With the continuous development and use of new energy sources, scientists are also thinking about how they can make full use of new energy resources and reduce some unnecessary losses during their use. As a result, a new hybrid material for solar cells came into being. Using this material can convert part of the previously wasted solar energy into electrical energy, thereby greatly improving the conversion efficiency of solar energy.

Prof. Christopher Bardeen of the University of California and his research team have found through a series of experiments that mixed molecular nanocrystals can combine two low-energy photons to produce a high-energy photon, which not only maximizes solar energy conversion efficiency, but also greatly The cost of solar power generation is reduced, which indicates that humanity has taken an important step in the field of solar cell preparation.

Photo caption: (a) When a green laser beam strikes the cadmium selenide coated organic material, it will be converted into higher-energy light; (b) When irradiated with cadmium selenide coated with other materials Light will pass straight through.

Scientists pointed out that rainbows are composed of photons of different wavelengths, and their wavelengths are different, and their emitted energy is also different. In general, the longer the wavelength of photons, the lower the energy, and this also prepares solar energy for solar energy engineers. The battery provides inspiration. The working principle of solar cells is to make photons interact with electrons and convert photon energy into electrical energy.

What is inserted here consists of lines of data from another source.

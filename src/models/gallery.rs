//! Gallery models

use chrono::{DateTime, Utc};
use serde::{Deserialize, Serialize};
use utoipa::ToSchema;

/// A gallery artwork
#[derive(Debug, Clone, PartialEq, Eq, Serialize, Deserialize, ToSchema)]
pub struct GalleryItem {
    pub id: String,
    pub title: String,
    /// Public URL of the image
    pub image_url: String,
    /// Blob name in the upload store (absent for external images)
    pub file_name: Option<String>,
    pub created_at: DateTime<Utc>,
}

/// Stored form of a gallery item
#[derive(Debug, Clone, Serialize, Deserialize)]
pub struct NewGalleryItem {
    pub title: String,
    pub image_url: String,
    pub file_name: Option<String>,
    pub created_at: DateTime<Utc>,
}

impl NewGalleryItem {
    pub fn with_id(self, id: String) -> GalleryItem {
        GalleryItem {
            id,
            title: self.title,
            image_url: self.image_url,
            file_name: self.file_name,
            created_at: self.created_at,
        }
    }
}

/// Uploaded image extracted from a multipart request
#[derive(Debug, Clone)]
pub struct ImageUpload {
    pub file_name: String,
    pub content_type: Option<String>,
    pub bytes: Vec<u8>,
}

/// Multipart form accepted by the gallery endpoints (documentation only)
#[derive(Debug, ToSchema)]
pub struct GalleryUploadForm {
    pub title: Option<String>,
    #[schema(value_type = String, format = Binary)]
    pub image: Option<Vec<u8>>,
}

All solar cells have a bandgap (the difference between the lowest point of the conduction band and the highest point of the valence band, and the larger the bandgap, the lower the conductivity of the conduction band). During use, solar cells are only Photons with energy above the bandgap can be used, while photon energy below the bandgap cannot be used well. As a result, the solar cell captures less than 34% of sunlight, and if the two low-energy photons can be combined into a photon with a higher energy than the band gap, the excess energy can be trapped and the solar cell can be enhanced. The conversion efficiency. Specifically, this conversion process is: a photon will increase the energy of one of the electrons to the excited state, and another photon will appear before the electron changes back to the ground state; and then the second photon will increase the energy of the electron to A higher excited state, and when the electrons again become the ground state, it releases the energy of both through a photon with a shorter wavelength.

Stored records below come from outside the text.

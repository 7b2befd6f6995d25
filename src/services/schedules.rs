//! Schedules service (working hours, blocked dates and ranges)

use std::sync::Arc;

use chrono::{NaiveDate, Utc};
use tokio::sync::Mutex;
use uuid::Uuid;

use super::availability::ScheduleSnapshot;
use crate::{
    error::{AppError, AppResult},
    models::{BlockedDateRange, BlockedDates, WorkingHours},
    repository::Repository,
};

#[derive(Clone)]
pub struct SchedulesService {
    repository: Repository,
    /// Serializes read-modify-write of the blocked dates singleton
    blocked_lock: Arc<Mutex<()>>,
}

impl SchedulesService {
    pub fn new(repository: Repository) -> Self {
        Self {
            repository,
            blocked_lock: Arc::new(Mutex::new(())),
        }
    }

    // ---- Working hours ----

    /// Current table, or the studio defaults when none was saved
    pub async fn working_hours(&self) -> AppResult<WorkingHours> {
        Ok(self
            .repository
            .schedules_working_hours()
            .await?
            .unwrap_or_default())
    }

    /// Replace the whole table
    pub async fn set_working_hours(&self, hours: WorkingHours) -> AppResult<WorkingHours> {
        hours.validate()?;
        self.repository.schedules_set_working_hours(&hours).await?;
        tracing::info!("Working hours updated");
        Ok(hours)
    }

    // ---- Blocked dates ----

    pub async fn blocked(&self) -> AppResult<BlockedDates> {
        self.repository.schedules_blocked_dates().await
    }

    /// Block a whole day; blocking it twice keeps a single entry
    pub async fn add_blocked_date(&self, date: NaiveDate) -> AppResult<BlockedDates> {
        let _guard = self.blocked_lock.lock().await;
        let mut blocked = self.blocked().await?;
        if blocked.dates.contains(&date) {
            return Ok(blocked);
        }

        blocked.dates.push(date);
        blocked.dates.sort();
        self.repository.schedules_set_blocked_dates(&blocked).await?;
        tracing::info!("Blocked date {}", date);
        Ok(blocked)
    }

    /// Unblock a day; unknown dates are ignored
    pub async fn remove_blocked_date(&self, date: NaiveDate) -> AppResult<BlockedDates> {
        let _guard = self.blocked_lock.lock().await;
        let mut blocked = self.blocked().await?;
        let before = blocked.dates.len();
        blocked.dates.retain(|d| *d != date);
        if blocked.dates.len() == before {
            return Ok(blocked);
        }

        self.repository.schedules_set_blocked_dates(&blocked).await?;
        tracing::info!("Unblocked date {}", date);
        Ok(blocked)
    }

    // ---- Blocked ranges ----

    /// Block every day from `start` to `end` inclusive. Ranges may overlap.
    pub async fn add_blocked_range(
        &self,
        start: NaiveDate,
        end: NaiveDate,
        reason: Option<String>,
    ) -> AppResult<BlockedDateRange> {
        if start > end {
            return Err(AppError::Validation(
                "start_date must not be after end_date".to_string(),
            ));
        }

        let range = BlockedDateRange {
            id: Uuid::new_v4().to_string(),
            start_date: start,
            end_date: end,
            reason: reason.map(|r| r.trim().to_string()).unwrap_or_default(),
            created_at: Utc::now(),
        };

        let _guard = self.blocked_lock.lock().await;
        let mut blocked = self.blocked().await?;
        blocked.ranges.push(range.clone());
        self.repository.schedules_set_blocked_dates(&blocked).await?;
        tracing::info!("Blocked range {} .. {} ({})", start, end, range.id);
        Ok(range)
    }

    /// Remove a range by id; a missing id is a no-op
    pub async fn remove_blocked_range(&self, id: &str) -> AppResult<()> {
        let _guard = self.blocked_lock.lock().await;
        let mut blocked = self.blocked().await?;
        let before = blocked.ranges.len();
        blocked.ranges.retain(|r| r.id != id);
        if blocked.ranges.len() == before {
            tracing::warn!("Blocked range {} not found, nothing removed", id);
            return Ok(());
        }

        self.repository.schedules_set_blocked_dates(&blocked).await?;
        tracing::info!("Removed blocked range {}", id);
        Ok(())
    }

    // ---- Availability ----

    /// Fresh snapshot of everything the availability calculator needs
    pub async fn snapshot(&self) -> AppResult<ScheduleSnapshot> {
        let (working_hours, blocked, appointments) = tokio::try_join!(
            self.working_hours(),
            self.blocked(),
            self.repository.appointments_list(),
        )?;
        Ok(ScheduleSnapshot::new(working_hours, blocked, appointments))
    }
}

#[cfg(test)]
mod tests {
    use super::*;
    use async_trait::async_trait;
    use serde_json::Value;

    use crate::{
        models::DayHours,
        repository::{memory::MemoryDocumentStore, Document, DocumentStore},
    };

    fn service() -> SchedulesService {
        SchedulesService::new(Repository::new(Arc::new(MemoryDocumentStore::new())))
    }

    fn date(y: i32, m: u32, d: u32) -> NaiveDate {
        NaiveDate::from_ymd_opt(y, m, d).unwrap()
    }

    #[tokio::test]
    async fn test_working_hours_default_then_round_trip() {
        let service = service();
        assert_eq!(service.working_hours().await.unwrap(), WorkingHours::default());

        let mut hours = WorkingHours::closed();
        hours.wednesday = DayHours::open(12, 22);
        service.set_working_hours(hours.clone()).await.unwrap();

        assert_eq!(service.working_hours().await.unwrap(), hours);
    }

    #[tokio::test]
    async fn test_set_working_hours_rejects_invalid_table() {
        let service = service();
        let mut hours = WorkingHours::default();
        hours.monday = DayHours::open(18, 9);

        let result = service.set_working_hours(hours).await;
        assert!(matches!(result, Err(AppError::Validation(_))));
        assert_eq!(service.working_hours().await.unwrap(), WorkingHours::default());
    }

    #[tokio::test]
    async fn test_add_blocked_date_is_idempotent() {
        let service = service();
        let day = date(2025, 12, 25);

        service.add_blocked_date(day).await.unwrap();
        let blocked = service.add_blocked_date(day).await.unwrap();

        assert_eq!(blocked.dates, vec![day]);
        assert_eq!(service.blocked().await.unwrap().dates, vec![day]);
    }

    #[tokio::test]
    async fn test_remove_blocked_date_is_idempotent() {
        let service = service();
        let keep = date(2025, 12, 24);
        let gone = date(2025, 12, 25);
        service.add_blocked_date(keep).await.unwrap();
        service.add_blocked_date(gone).await.unwrap();

        let first = service.remove_blocked_date(gone).await.unwrap();
        let second = service.remove_blocked_date(gone).await.unwrap();

        assert_eq!(first.dates, vec![keep]);
        assert_eq!(second, first);
    }

    #[tokio::test]
    async fn test_blocked_ranges() {
        let service = service();

        let range = service
            .add_blocked_range(date(2025, 8, 1), date(2025, 8, 14), Some(" Summer break ".to_string()))
            .await
            .unwrap();
        assert_eq!(range.reason, "Summer break");

        // Overlap is allowed
        service
            .add_blocked_range(date(2025, 8, 10), date(2025, 8, 20), None)
            .await
            .unwrap();
        assert_eq!(service.blocked().await.unwrap().ranges.len(), 2);

        service.remove_blocked_range(&range.id).await.unwrap();
        // Second removal is a no-op
        service.remove_blocked_range(&range.id).await.unwrap();

        let ranges = service.blocked().await.unwrap().ranges;
        assert_eq!(ranges.len(), 1);
        assert_eq!(ranges[0].start_date, date(2025, 8, 10));
    }

    #[tokio::test]
    async fn test_inverted_range_rejected() {
        let service = service();
        let result = service
            .add_blocked_range(date(2025, 8, 14), date(2025, 8, 1), None)
            .await;
        assert!(matches!(result, Err(AppError::Validation(_))));
    }

    #[tokio::test]
    async fn test_single_day_range_allowed() {
        let service = service();
        let day = date(2025, 9, 1);
        service.add_blocked_range(day, day, None).await.unwrap();

        let snapshot = service.snapshot().await.unwrap();
        assert!(snapshot.is_date_blocked(day));
        assert!(!snapshot.is_date_blocked(date(2025, 9, 2)));
    }

    /// Memory store that yields between a read and the following write,
    /// like a network round trip would
    struct SlowStore(MemoryDocumentStore);

    #[async_trait]
    impl DocumentStore for SlowStore {
        async fn list(&self, collection: &str) -> AppResult<Vec<Document>> {
            self.0.list(collection).await
        }

        async fn get(&self, collection: &str, id: &str) -> AppResult<Option<Document>> {
            self.0.get(collection, id).await
        }

        async fn create(&self, collection: &str, record: Value) -> AppResult<String> {
            self.0.create(collection, record).await
        }

        async fn update(&self, collection: &str, id: &str, patch: Value) -> AppResult<()> {
            self.0.update(collection, id, patch).await
        }

        async fn delete(&self, collection: &str, id: &str) -> AppResult<()> {
            self.0.delete(collection, id).await
        }

        async fn get_singleton(&self, key: &str) -> AppResult<Option<Value>> {
            let value = self.0.get_singleton(key).await;
            tokio::task::yield_now().await;
            value
        }

        async fn set_singleton(&self, key: &str, record: Value) -> AppResult<()> {
            tokio::task::yield_now().await;
            self.0.set_singleton(key, record).await
        }

        async fn ping(&self) -> AppResult<()> {
            self.0.ping().await
        }
    }

    #[tokio::test]
    async fn test_concurrent_blocked_edits_are_all_kept() {
        let service = SchedulesService::new(Repository::new(Arc::new(SlowStore(MemoryDocumentStore::new()))));

        let (first, second, christmas, new_year) = tokio::join!(
            service.add_blocked_range(date(2025, 8, 1), date(2025, 8, 14), Some("Summer".to_string())),
            service.add_blocked_range(date(2025, 10, 1), date(2025, 10, 3), Some("Convention".to_string())),
            service.add_blocked_date(date(2025, 12, 25)),
            service.add_blocked_date(date(2026, 1, 1)),
        );
        let (first, second) = (first.unwrap(), second.unwrap());
        christmas.unwrap();
        new_year.unwrap();

        let blocked = service.blocked().await.unwrap();
        let mut ids: Vec<String> = blocked.ranges.iter().map(|r| r.id.clone()).collect();
        ids.sort();
        let mut expected = vec![first.id.clone(), second.id.clone()];
        expected.sort();
        assert_eq!(ids, expected);
        assert_eq!(blocked.dates, vec![date(2025, 12, 25), date(2026, 1, 1)]);

        // Removals racing each other keep the other edits too
        let (a, b) = tokio::join!(
            service.remove_blocked_range(&first.id),
            service.remove_blocked_date(date(2025, 12, 25)),
        );
        a.unwrap();
        b.unwrap();

        let blocked = service.blocked().await.unwrap();
        assert_eq!(blocked.ranges.len(), 1);
        assert_eq!(blocked.ranges[0].id, second.id);
        assert_eq!(blocked.dates, vec![date(2026, 1, 1)]);
    }
}
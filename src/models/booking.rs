//! Booking flow DTOs (calendar, day slots)

use chrono::NaiveDate;
use serde::{Deserialize, Serialize};
use utoipa::{IntoParams, ToSchema};

use super::{DayOfWeek, TimeSlot};

/// One day of the booking calendar
#[derive(Debug, Clone, PartialEq, Eq, Serialize, ToSchema)]
pub struct CalendarDay {
    pub date: NaiveDate,
    pub weekday: DayOfWeek,
    /// Selectable in the calendar (not past, not blocked, weekday enabled)
    pub open: bool,
    /// Number of free slots left on that day
    pub available_slots: usize,
}

/// Slots offered on a given day
#[derive(Debug, Clone, Serialize, ToSchema)]
pub struct DaySlots {
    pub date: NaiveDate,
    pub slots: Vec<TimeSlot>,
}

#[derive(Debug, Deserialize, IntoParams)]
pub struct CalendarQuery {
    /// Month to display (YYYY-MM)
    pub month: String,
}

#[derive(Debug, Deserialize, IntoParams)]
pub struct SlotsQuery {
    /// Day to inspect (YYYY-MM-DD)
    pub date: String,
}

So how do you make photons happen? Bardeen discovered through a series of experiments that the selenium nanocrystals coated with organic rubrene and diphenylanthraquinone can convert near-infrared photons into orange-yellow light with a wavelength of 550 nanometers. Berdeen said: "The selenium nanocrystals absorb two photons and then transfer their energy to the organic components, so that the organic compounds produce a high-energy photon. Simply put, it is absorbed by the inorganic materials in the composite material. The photons are then released by organic matter.” Berdeen pointed out that by “special treatment” of infrared light, the absorption rate of solar cells to solar light is greatly improved, and the power conversion efficiency of solar cells is increased by a factor of 1,000.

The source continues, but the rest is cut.